> **Try it**: Copy out all the lines of the data that hold the word "translation".

== Segment start ==

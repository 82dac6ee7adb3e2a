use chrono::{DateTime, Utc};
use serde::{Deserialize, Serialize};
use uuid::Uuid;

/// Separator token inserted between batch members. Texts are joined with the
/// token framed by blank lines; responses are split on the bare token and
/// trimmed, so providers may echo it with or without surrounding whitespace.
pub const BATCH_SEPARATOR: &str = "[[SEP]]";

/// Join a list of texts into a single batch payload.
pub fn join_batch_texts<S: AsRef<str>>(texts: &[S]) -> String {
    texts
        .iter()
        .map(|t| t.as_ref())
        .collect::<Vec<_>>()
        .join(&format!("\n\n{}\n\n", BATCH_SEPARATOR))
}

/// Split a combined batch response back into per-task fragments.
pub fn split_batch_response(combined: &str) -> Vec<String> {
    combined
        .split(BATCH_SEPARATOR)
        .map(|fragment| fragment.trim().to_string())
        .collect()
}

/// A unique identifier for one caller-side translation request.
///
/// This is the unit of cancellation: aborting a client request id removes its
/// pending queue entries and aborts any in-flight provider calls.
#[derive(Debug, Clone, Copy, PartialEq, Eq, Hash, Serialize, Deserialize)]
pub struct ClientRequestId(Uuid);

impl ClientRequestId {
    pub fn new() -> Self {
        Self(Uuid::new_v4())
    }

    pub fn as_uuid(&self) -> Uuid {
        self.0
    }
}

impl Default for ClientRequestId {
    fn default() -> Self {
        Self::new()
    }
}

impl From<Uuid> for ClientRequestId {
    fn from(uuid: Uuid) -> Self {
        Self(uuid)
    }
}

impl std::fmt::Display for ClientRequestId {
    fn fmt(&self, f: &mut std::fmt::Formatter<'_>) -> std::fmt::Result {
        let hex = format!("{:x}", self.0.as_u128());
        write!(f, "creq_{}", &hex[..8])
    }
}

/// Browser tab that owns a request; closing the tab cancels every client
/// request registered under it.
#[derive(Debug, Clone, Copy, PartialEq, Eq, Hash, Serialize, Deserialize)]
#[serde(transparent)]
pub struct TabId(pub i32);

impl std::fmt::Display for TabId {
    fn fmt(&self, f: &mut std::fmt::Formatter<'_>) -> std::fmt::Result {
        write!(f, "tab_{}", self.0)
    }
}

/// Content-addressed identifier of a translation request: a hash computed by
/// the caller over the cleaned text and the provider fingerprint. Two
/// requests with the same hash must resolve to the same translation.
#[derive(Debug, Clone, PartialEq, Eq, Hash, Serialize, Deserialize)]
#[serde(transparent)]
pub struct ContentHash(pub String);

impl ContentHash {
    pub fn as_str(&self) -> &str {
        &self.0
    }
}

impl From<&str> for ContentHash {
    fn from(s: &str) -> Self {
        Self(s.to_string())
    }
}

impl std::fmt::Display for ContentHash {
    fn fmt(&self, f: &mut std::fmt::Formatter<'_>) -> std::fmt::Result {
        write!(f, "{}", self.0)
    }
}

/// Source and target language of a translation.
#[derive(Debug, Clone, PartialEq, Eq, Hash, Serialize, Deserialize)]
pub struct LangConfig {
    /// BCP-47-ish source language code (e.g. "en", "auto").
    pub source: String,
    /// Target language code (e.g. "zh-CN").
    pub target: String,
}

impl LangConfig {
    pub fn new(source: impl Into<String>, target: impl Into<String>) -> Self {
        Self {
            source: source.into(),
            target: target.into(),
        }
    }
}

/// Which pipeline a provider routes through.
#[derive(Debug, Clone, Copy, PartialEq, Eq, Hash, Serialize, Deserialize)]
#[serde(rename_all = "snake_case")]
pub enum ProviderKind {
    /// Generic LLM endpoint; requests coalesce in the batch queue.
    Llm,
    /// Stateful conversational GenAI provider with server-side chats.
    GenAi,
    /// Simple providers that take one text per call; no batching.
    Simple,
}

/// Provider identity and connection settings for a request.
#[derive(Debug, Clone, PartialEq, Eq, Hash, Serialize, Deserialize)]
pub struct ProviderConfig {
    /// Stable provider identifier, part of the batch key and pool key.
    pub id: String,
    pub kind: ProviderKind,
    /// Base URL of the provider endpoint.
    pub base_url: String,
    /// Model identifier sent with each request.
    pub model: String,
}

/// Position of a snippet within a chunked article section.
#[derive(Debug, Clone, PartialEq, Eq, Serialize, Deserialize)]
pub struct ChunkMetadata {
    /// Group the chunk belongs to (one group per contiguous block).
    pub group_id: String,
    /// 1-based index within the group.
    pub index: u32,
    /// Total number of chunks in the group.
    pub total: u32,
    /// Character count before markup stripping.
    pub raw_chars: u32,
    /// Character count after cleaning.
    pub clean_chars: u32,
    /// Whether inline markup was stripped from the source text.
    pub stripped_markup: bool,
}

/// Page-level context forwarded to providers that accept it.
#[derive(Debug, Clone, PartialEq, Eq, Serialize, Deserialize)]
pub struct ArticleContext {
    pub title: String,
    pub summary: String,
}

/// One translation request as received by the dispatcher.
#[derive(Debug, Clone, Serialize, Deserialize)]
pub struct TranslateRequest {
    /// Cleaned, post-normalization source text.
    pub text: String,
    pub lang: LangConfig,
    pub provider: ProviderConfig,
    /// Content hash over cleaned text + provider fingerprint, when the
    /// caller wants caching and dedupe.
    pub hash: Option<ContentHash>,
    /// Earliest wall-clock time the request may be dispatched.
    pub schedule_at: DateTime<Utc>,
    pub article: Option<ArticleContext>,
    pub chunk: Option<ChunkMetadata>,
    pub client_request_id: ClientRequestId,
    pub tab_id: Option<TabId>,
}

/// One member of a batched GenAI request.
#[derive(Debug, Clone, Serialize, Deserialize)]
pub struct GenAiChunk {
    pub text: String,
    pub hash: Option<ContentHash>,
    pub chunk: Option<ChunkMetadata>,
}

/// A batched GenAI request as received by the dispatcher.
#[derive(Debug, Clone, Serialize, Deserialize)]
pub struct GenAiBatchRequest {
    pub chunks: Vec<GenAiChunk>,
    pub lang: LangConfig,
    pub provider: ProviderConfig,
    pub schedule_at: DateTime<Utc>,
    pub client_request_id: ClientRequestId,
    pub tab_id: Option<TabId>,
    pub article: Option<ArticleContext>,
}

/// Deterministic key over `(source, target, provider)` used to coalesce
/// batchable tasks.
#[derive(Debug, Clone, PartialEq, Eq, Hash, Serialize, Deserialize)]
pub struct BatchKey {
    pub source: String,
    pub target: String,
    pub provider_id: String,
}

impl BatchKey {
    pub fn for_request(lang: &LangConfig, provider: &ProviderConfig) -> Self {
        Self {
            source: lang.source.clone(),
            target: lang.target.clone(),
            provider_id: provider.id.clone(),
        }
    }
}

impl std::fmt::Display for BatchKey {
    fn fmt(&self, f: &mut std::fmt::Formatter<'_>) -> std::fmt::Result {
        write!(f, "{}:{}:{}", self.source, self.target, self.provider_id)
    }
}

== Segment end ==

> **Result of the exercise**:
/// A unique identifier for one caller-side translation request.
/// Content-addressed identifier of a translation request: a hash computed by
/// requests with the same hash must resolve to the same translation.
/// Source and target language of a translation.
/// One translation request as received by the dispatcher.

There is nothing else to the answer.